- _EXERCISE DETAILS_: Your answer should be one number: the count of lines in the records that include the word "hold".
------ SUPPLIED MATERIAL
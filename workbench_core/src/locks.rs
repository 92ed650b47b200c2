use std::collections::HashMap;
use std::path::{Path, PathBuf};
use std::sync::Arc;

use parking_lot::Mutex;

/// One mutex per checkout path.
///
/// The table lock is only held while looking up or inserting an entry; the
/// returned per-path mutex is what callers hold across a VCS call, so work on
/// different paths never contends. Entries are never removed: a path that is
/// deleted and later reused must map to the mutex its queued callers hold.
#[derive(Debug, Default)]
pub struct PathLocks {
    locks: Mutex<HashMap<PathBuf, Arc<Mutex<()>>>>,
}

impl PathLocks {
    /// Create an empty lock table.
    #[must_use]
    pub fn new() -> Self {
        Self::default()
    }

    /// The mutex guarding `path`, created on first use.
    pub fn get(&self, path: &Path) -> Arc<Mutex<()>> {
        let mut locks = self.locks.lock();
        Arc::clone(locks.entry(path.to_path_buf()).or_default())
    }

    /// Number of tracked paths.
    #[must_use]
    pub fn len(&self) -> usize {
        self.locks.lock().len()
    }

    /// Whether no path is tracked.
    #[must_use]
    pub fn is_empty(&self) -> bool {
        self.len() == 0
    }
}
------------
- _ANSWER TO THE PROBLEM_: 2